- [Task]
Report back each line of the data that contains the word "return".

Saved entries
*** Begin section ***

//! Command dispatch: one arm per [`Command`] variant.

use chrono::{DateTime, TimeDelta, Utc};

use super::card::{banner, card};
use super::command::{Command, COMMAND_NAMES};
use super::result::ExecResult;
use super::{ExecContext, Interpreter};
use crate::account::AccountError;
use crate::progression::{xp_threshold, ProgressionState, Skill, UPGRADE_CATALOG};
use crate::quests::QuestEngine;
use crate::vfs::VfsError;

fn fs_error(command: &str, e: VfsError) -> ExecResult {
    ExecResult::failure(format!("{command}: {e}"))
}

const TIPS: &[&str] = &[
    "Type `tutorial` anytime to see your next move.",
    "Use `ls` often to stay oriented.",
    "`pwd` tells you exactly where you are.",
    "Try `cd tutorials` to explore starter files.",
    "Most commands are lowercase. Mind the spaces.",
    "Use `cat <file>` to read story snippets.",
    "Create practice files with `touch filename`.",
    "Clear clutter with `clear` to focus.",
    "Unlock new zones by completing quests.",
    "Pipes like `ls | grep txt` filter output.",
];

const TIPS_PER_CARD: usize = 5;

fn account_result(result: Result<Vec<String>, AccountError>) -> ExecResult {
    match result {
        Ok(lines) => ExecResult::success(lines),
        Err(e) => ExecResult::failure(e.to_string()),
    }
}

/// Split `echo` arguments at the last `>` into (content, target).
fn split_redirect(rest: &str) -> Option<(&str, &str)> {
    let idx = rest.rfind('>')?;
    let content = rest[..idx].trim();
    let content = content.strip_prefix('"').unwrap_or(content);
    let content = content.strip_suffix('"').unwrap_or(content);
    Some((content, rest[idx + 1..].trim()))
}

impl Interpreter {
    pub(super) async fn dispatch(
        &mut self,
        command: Command,
        line: &str,
        ctx: &mut ExecContext<'_>,
    ) -> ExecResult {
        let vfs = &mut *ctx.vfs;
        match command {
            Command::Empty => ExecResult::empty(),
            Command::Pipeline { .. } => ExecResult::failure("Only one pipe is supported"),
            Command::Unknown(name) => ExecResult::failure(format!("Unknown command: {name}")),

            // Session
            Command::Help => help(ctx.progression),
            Command::Clear => ExecResult::cleared(),
            Command::Tutorial => tutorial(ctx.quests, ctx.progression),
            Command::Tips => self.tips(),
            Command::Banner => ExecResult::success(banner()),
            Command::Quests => quest_list(ctx.quests, ctx.progression),
            Command::Stats => stats(ctx.progression),
            Command::Shop => shop(ctx.progression),
            Command::Buy(None) => ExecResult::failure("Usage: buy <upgrade-id>"),
            Command::Buy(Some(id)) => match ctx.progression.purchase(&id) {
                Ok(upgrade) => ExecResult::line(format!(
                    "Purchased {}. Coins left: {}",
                    upgrade.name, ctx.progression.player.coins
                )),
                Err(e) => ExecResult::failure(e.to_string()),
            },
            Command::Hint => self.hint(ctx.quests, ctx.progression, ctx.now),
            Command::History => {
                let entries = ctx
                    .progression
                    .command_log
                    .iter()
                    .map(|e| e.command.as_str())
                    .chain(std::iter::once(line));
                ExecResult::success(
                    entries
                        .enumerate()
                        .map(|(i, command)| format!("{:>3}  {command}", i + 1)),
                )
            }

            // Filesystem
            Command::Pwd => ExecResult::line(vfs.pwd()),
            Command::Ls(path) => match vfs.ls(path.as_deref()) {
                Ok(names) => ExecResult::success(names),
                Err(e) => fs_error("ls", e),
            },
            Command::Cd(path) => match vfs.cd(path.as_deref().unwrap_or(".")) {
                Ok(path) => ExecResult::line(path),
                Err(e) => fs_error("cd", e),
            },
            Command::Cat(None) => ExecResult::failure("Usage: cat <file>"),
            Command::Cat(Some(path)) => match vfs.cat(&path) {
                Ok(content) => ExecResult::success(content.lines()),
                Err(e) => fs_error("cat", e),
            },
            Command::Touch(None) => ExecResult::failure("Missing filename"),
            Command::Touch(Some(name)) => match vfs.touch(&name) {
                Ok(()) => ExecResult::line(format!("Created {name}")),
                Err(e) => fs_error("touch", e),
            },
            Command::Mkdir(None) => ExecResult::failure("Missing directory name"),
            Command::Mkdir(Some(name)) => match vfs.mkdir(&name) {
                Ok(()) => ExecResult::line(format!("Created directory {name}")),
                Err(e) => fs_error("mkdir", e),
            },
            Command::Rm(None) => ExecResult::failure("Missing target"),
            Command::Rm(Some(path)) => match vfs.rm(&path) {
                Ok(()) => ExecResult::line(format!("Removed {path}")),
                Err(e) => fs_error("rm", e),
            },
            Command::Echo(rest) => {
                let Some((content, target)) = split_redirect(&rest) else {
                    return ExecResult::failure(r#"Usage: echo "text" > file"#);
                };
                if target.is_empty() {
                    return ExecResult::failure("Missing target file");
                }
                match vfs.echo(content, target) {
                    Ok(()) => ExecResult::line(content),
                    Err(e) => fs_error("echo", e),
                }
            }
            Command::Grep {
                pattern: Some(pattern),
                path: Some(path),
            } => match vfs.grep(&pattern, &path) {
                Ok(matches) if matches.is_empty() => ExecResult::line(super::NO_MATCHES),
                Ok(matches) => ExecResult::success(matches),
                Err(e) => fs_error("grep", e),
            },
            Command::Grep { .. } => ExecResult::failure("Usage: grep pattern file"),

            // Simulated system
            Command::Env => self.system.env(),
            Command::Export(argument) => self.system.export(&argument),
            Command::Ps => self.system.ps(),
            Command::Kill(pid) => self.system.kill(pid.as_deref()),
            Command::Ping(args) => self.system.ping(&args),
            Command::Curl(args) => self.system.curl(&args),
            Command::Package { manager, args } => self.system.package(manager, &args),

            // Accounts
            Command::Signup(None) => ExecResult::failure("Usage: signup <username>"),
            Command::Signup(Some(name)) => {
                account_result(ctx.accounts.signup(&name, ctx.progression, ctx.now).await)
            }
            Command::Login(None) => ExecResult::failure("Usage: login <username>"),
            Command::Login(Some(name)) => {
                account_result(ctx.accounts.login(&name, ctx.progression, ctx.now).await)
            }
            Command::Logout => account_result(ctx.accounts.logout(ctx.progression, ctx.now)),
            Command::Whoami => ExecResult::line(ctx.accounts.whoami(ctx.progression)),
            Command::Sync => account_result(ctx.accounts.sync(ctx.progression).await),
        }
    }

    /// The next few tips, in rotation.
    fn tips(&mut self) -> ExecResult {
        let start = self.tip_cursor;
        self.tip_cursor = (start + TIPS_PER_CARD) % TIPS.len();
        let picked = TIPS.iter().cycle().skip(start).take(TIPS_PER_CARD);
        ExecResult::success(card("Quick tips", picked))
    }

    /// First hint of the recommended quest, at most once per cooldown.
    fn hint(
        &mut self,
        quests: &QuestEngine,
        progression: &ProgressionState,
        now: DateTime<Utc>,
    ) -> ExecResult {
        let reduction = TimeDelta::seconds(i64::from(progression.upgrades.hint_cooldown_reduction));
        let cooldown = (self.hint_cooldown - reduction).max(TimeDelta::zero());
        if let Some(last) = self.last_hint {
            let ready = last + cooldown;
            if now < ready {
                let wait_ms = (ready - now).num_milliseconds();
                let wait = (wait_ms + 999) / 1000;
                return ExecResult::line(format!("Hints cooling down. Wait {wait}s."));
            }
        }

        match quests.next_recommended(progression) {
            None => ExecResult::line("No hints needed. All quests clear!"),
            Some((_, quest)) => {
                self.last_hint = Some(now);
                ExecResult::line(format!("Hint: {}", quest.first_hint()))
            }
        }
    }
}

fn help(progression: &ProgressionState) -> ExecResult {
    let mut lines = Vec::new();
    if !progression.has_completed_any() {
        lines.extend(card(
            "Welcome to ShellQuest",
            [
                "Use `tutorial` for your next move.",
                "Start with `pwd`, `ls`, then `cat notes.txt`.",
            ],
        ));
    }
    lines.push(format!("Commands: {}", COMMAND_NAMES.join(", ")));
    ExecResult::success(lines)
}

fn tutorial(quests: &QuestEngine, progression: &ProgressionState) -> ExecResult {
    let lines = match quests.next_recommended(progression) {
        None => card("All quests clear!", ["Awaiting new adventures."]),
        Some((zone, quest)) => card(
            &format!("Next: {}", quest.title),
            [
                format!("Zone: {}", zone.name),
                format!("Goal: {}", quest.goal),
                format!("Try: {}", quest.first_hint()),
            ],
        ),
    };
    ExecResult::success(lines)
}

fn quest_list(quests: &QuestEngine, progression: &ProgressionState) -> ExecResult {
    let mut lines = Vec::new();
    for zone in quests.zones() {
        if !quests.zone_unlocked(zone.id, progression) {
            lines.push(format!("{} (locked)", zone.name));
            continue;
        }
        lines.push(format!("{}:", zone.name));
        for quest in quests.quests().iter().filter(|q| q.zone == zone.id) {
            let mark = if progression.is_complete(quest.id) { "✔" } else { "•" };
            lines.push(format!("  {mark} {}: {}", quest.title, quest.goal));
        }
    }
    ExecResult::success(lines)
}

fn stats(progression: &ProgressionState) -> ExecResult {
    let player = &progression.player;
    let skills = Skill::ALL
        .iter()
        .map(|s| format!("{s} {}", player.skill(*s)))
        .collect::<Vec<_>>()
        .join(" · ");
    ExecResult::success([
        format!(
            "Lvl {} · XP {}/{} · Coins {}",
            player.level,
            player.xp,
            xp_threshold(player.level),
            player.coins
        ),
        format!("Skills: {skills}"),
        format!("Streak: {} day(s)", progression.streak.days),
    ])
}

fn shop(progression: &ProgressionState) -> ExecResult {
    let mut lines: Vec<String> = UPGRADE_CATALOG
        .iter()
        .map(|u| format!("{:<12} {:>3}c  {}: {}", u.id, u.cost, u.name, u.description))
        .collect();
    lines.push(format!(
        "Coins: {}. Buy with `buy <upgrade-id>`.",
        progression.player.coins
    ));
    ExecResult::success(lines)
}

*** End section ***

- [Task result]
                    return ExecResult::failure(r#"Usage: echo "text" > file"#);
                    return ExecResult::failure("Missing target file");
                return ExecResult::line(format!("Hints cooling down. Wait {wait}s."));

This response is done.